▸ **What is required**
Check each line of the listing below for the string "help", then copy every line that has it.

[Start of section]

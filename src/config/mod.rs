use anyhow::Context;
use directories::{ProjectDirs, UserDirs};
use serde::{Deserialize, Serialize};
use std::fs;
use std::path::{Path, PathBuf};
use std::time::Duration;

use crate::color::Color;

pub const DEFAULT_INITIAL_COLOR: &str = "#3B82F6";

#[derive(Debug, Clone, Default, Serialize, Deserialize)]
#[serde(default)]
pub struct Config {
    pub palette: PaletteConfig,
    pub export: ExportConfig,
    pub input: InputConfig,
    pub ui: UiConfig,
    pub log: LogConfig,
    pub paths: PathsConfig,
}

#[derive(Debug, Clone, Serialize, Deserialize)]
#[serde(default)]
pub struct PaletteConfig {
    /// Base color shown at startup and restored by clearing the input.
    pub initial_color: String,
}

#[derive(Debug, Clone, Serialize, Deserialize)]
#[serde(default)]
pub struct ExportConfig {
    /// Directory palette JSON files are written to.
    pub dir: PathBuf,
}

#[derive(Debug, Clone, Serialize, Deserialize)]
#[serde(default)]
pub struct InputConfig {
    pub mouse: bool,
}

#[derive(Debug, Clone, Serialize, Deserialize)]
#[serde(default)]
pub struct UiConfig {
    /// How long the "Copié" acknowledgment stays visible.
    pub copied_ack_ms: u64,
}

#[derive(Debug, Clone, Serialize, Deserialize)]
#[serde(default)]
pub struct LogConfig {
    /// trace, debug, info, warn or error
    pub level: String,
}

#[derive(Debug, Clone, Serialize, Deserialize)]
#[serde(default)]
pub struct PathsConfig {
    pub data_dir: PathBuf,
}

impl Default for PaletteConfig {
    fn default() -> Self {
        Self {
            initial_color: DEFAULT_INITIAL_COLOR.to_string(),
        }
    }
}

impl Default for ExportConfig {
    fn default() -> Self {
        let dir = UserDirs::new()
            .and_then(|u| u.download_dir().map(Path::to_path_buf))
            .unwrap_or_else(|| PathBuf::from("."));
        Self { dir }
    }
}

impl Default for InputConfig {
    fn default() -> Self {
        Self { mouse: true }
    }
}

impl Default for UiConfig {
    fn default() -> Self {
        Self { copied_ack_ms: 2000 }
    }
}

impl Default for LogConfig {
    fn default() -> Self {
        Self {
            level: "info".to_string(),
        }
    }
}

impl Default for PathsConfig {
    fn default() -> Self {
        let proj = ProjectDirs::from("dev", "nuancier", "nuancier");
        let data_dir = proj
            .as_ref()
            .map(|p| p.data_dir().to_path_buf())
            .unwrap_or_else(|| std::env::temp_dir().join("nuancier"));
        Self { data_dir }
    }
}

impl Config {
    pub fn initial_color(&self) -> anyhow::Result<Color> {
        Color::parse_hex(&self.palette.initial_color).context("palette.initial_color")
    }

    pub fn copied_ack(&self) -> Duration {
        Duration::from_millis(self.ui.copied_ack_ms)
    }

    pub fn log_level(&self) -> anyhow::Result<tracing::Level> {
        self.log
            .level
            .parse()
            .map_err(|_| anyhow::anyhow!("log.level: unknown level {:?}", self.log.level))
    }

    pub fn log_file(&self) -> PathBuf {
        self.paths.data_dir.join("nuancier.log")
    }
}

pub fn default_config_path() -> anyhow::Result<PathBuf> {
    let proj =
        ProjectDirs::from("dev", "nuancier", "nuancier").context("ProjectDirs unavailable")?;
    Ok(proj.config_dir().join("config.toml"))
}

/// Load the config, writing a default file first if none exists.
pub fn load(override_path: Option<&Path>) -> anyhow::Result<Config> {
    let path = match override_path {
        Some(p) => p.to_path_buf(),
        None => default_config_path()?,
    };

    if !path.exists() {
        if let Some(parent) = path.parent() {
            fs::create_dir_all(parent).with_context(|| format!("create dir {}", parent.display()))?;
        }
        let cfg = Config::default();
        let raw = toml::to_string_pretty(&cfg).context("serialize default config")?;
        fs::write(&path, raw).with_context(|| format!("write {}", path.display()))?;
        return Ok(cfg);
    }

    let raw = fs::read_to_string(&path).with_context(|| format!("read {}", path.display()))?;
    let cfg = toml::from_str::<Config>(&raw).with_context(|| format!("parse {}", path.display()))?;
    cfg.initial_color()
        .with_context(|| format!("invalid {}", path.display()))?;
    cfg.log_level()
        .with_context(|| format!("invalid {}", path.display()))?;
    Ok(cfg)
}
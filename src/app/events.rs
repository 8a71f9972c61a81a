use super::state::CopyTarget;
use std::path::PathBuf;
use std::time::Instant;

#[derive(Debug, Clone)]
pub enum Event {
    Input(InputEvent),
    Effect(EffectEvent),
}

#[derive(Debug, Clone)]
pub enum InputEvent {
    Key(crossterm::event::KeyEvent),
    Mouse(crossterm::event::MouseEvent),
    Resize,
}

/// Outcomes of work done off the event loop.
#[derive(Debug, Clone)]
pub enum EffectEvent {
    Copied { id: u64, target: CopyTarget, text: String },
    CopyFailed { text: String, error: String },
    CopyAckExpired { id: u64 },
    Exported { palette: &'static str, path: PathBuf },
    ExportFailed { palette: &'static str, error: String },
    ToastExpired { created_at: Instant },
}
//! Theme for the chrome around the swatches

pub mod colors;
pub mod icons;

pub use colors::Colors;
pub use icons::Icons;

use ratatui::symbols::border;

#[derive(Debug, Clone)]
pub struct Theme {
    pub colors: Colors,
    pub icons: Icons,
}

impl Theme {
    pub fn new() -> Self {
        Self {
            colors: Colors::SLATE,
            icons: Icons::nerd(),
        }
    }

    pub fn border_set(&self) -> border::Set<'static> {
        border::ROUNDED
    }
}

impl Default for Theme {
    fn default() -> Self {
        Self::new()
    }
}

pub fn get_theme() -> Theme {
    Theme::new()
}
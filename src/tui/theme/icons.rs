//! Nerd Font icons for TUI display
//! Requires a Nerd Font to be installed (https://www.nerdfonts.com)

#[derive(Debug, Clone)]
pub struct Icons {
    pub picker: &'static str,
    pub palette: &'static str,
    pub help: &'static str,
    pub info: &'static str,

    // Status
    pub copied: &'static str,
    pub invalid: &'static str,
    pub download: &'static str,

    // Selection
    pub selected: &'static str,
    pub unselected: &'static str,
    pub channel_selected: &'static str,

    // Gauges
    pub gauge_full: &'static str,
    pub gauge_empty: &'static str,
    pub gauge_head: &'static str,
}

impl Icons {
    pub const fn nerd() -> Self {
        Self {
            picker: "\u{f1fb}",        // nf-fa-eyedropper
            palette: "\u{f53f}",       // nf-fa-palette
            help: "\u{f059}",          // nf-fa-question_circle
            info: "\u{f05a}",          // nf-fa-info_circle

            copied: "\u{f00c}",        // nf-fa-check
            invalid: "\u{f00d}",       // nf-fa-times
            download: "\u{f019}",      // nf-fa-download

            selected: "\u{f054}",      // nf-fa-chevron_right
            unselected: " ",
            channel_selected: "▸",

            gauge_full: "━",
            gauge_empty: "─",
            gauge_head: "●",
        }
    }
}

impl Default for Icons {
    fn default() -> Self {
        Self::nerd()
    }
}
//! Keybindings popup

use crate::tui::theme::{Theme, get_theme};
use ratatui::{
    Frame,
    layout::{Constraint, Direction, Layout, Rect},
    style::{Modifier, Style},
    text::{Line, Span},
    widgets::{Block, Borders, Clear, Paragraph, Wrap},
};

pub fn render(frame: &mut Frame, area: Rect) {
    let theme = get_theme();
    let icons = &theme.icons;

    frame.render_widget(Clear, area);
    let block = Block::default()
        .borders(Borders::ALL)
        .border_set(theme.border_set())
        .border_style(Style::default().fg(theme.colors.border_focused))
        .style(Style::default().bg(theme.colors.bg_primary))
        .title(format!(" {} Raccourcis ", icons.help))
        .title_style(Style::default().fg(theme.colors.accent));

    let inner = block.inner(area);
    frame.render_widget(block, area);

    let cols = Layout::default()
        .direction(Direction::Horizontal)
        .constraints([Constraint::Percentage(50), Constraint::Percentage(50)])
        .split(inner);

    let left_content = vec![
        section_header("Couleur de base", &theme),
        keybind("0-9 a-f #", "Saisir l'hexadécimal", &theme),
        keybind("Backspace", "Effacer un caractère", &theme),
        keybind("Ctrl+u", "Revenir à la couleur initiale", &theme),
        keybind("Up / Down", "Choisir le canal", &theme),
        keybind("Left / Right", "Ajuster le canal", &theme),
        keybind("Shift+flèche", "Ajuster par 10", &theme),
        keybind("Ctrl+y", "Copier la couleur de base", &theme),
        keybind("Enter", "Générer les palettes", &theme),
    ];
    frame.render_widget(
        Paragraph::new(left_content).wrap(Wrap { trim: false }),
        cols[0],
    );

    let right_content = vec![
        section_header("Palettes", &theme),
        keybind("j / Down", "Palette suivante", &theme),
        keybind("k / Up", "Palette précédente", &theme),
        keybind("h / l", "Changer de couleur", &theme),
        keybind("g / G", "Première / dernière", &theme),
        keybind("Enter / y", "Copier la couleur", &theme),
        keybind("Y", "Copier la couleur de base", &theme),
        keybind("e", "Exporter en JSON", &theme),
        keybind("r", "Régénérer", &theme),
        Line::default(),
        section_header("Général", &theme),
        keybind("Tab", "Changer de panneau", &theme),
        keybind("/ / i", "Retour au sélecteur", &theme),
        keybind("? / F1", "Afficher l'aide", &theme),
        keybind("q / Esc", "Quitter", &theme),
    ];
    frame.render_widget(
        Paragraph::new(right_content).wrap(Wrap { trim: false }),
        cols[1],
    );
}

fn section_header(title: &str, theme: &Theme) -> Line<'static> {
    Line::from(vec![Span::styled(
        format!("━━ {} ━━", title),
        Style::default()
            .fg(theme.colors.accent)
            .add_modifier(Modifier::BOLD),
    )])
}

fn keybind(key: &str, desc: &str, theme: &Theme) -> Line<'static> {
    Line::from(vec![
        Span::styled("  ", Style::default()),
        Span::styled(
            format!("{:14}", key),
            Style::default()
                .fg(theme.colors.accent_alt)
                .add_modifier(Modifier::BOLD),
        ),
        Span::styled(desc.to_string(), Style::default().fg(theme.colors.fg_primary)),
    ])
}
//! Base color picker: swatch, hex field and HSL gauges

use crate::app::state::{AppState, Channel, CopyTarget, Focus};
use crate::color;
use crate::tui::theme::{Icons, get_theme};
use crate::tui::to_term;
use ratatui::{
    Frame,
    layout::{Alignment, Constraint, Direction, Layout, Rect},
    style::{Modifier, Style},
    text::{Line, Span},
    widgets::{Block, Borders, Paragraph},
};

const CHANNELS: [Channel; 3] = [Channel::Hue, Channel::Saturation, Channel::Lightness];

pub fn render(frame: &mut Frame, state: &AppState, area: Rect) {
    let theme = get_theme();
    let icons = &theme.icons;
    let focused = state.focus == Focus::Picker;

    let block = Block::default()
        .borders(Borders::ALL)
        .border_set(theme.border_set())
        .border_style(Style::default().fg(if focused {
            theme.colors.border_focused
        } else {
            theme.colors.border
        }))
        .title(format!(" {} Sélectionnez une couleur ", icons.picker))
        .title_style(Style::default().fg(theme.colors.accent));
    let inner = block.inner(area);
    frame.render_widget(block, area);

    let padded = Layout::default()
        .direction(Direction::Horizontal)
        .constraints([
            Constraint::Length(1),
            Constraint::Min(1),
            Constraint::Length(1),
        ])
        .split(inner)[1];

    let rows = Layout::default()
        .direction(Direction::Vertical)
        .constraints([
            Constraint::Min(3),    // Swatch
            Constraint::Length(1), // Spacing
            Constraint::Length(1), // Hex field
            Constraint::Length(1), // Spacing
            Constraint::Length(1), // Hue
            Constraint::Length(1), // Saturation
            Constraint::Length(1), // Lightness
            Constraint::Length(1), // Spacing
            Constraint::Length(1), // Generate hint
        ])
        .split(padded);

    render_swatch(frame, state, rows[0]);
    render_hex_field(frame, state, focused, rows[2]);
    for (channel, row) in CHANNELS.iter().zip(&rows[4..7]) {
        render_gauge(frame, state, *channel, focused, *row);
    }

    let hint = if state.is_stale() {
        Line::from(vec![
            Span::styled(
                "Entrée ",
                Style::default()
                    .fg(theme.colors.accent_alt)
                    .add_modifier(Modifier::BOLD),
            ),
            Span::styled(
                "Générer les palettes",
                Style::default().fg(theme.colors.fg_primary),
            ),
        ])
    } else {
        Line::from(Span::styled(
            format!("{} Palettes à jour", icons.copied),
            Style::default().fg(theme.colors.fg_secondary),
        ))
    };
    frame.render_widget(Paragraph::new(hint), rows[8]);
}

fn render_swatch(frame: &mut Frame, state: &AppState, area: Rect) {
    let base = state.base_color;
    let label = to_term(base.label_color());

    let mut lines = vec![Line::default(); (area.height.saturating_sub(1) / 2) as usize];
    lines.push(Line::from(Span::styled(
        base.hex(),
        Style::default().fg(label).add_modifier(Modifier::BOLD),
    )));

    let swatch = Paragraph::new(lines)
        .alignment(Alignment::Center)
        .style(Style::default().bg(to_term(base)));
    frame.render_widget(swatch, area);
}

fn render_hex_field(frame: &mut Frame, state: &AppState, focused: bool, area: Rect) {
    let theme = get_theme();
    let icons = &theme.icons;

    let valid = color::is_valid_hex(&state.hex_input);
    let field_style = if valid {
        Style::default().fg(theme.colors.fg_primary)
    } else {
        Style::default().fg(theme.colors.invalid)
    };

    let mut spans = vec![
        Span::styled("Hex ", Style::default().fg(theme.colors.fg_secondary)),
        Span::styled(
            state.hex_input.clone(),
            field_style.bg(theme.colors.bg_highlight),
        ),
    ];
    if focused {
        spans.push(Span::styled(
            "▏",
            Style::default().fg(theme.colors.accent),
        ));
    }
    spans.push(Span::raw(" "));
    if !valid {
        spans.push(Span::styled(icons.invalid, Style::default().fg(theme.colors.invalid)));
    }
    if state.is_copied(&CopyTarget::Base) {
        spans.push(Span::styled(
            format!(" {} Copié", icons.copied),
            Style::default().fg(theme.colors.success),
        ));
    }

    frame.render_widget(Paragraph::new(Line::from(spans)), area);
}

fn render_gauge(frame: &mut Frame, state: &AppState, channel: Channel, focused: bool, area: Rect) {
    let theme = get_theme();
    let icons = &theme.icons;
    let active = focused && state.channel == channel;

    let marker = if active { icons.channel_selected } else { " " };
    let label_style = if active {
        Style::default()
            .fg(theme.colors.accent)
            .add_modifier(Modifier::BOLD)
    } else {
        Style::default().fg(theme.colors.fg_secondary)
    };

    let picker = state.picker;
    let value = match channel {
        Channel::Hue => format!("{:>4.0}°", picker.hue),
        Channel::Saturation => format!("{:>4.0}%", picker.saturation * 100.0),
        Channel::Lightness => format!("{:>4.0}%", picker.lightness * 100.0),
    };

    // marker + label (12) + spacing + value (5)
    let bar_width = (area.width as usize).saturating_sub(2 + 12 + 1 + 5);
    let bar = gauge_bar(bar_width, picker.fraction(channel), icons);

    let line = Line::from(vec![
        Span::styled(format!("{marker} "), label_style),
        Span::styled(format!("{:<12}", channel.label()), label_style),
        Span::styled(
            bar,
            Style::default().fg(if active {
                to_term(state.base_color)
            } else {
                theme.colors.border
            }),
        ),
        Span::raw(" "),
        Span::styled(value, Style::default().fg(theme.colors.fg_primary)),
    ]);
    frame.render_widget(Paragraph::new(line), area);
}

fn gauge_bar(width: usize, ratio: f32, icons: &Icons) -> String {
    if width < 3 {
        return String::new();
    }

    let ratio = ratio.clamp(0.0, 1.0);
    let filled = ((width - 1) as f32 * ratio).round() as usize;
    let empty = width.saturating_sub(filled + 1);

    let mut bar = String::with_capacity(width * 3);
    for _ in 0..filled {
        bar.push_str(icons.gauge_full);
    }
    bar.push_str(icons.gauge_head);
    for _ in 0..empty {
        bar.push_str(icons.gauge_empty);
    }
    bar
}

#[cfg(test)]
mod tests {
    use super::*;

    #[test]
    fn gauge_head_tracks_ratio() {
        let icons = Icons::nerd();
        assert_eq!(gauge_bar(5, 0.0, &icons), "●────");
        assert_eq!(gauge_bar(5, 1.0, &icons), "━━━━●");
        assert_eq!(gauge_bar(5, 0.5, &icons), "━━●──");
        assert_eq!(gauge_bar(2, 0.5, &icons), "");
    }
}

[End of section]

▸ **Answer below**
    pub help: &'static str,
            help: "\u{f059}",          // nf-fa-question_circle
        .title(format!(" {} Raccourcis ", icons.help))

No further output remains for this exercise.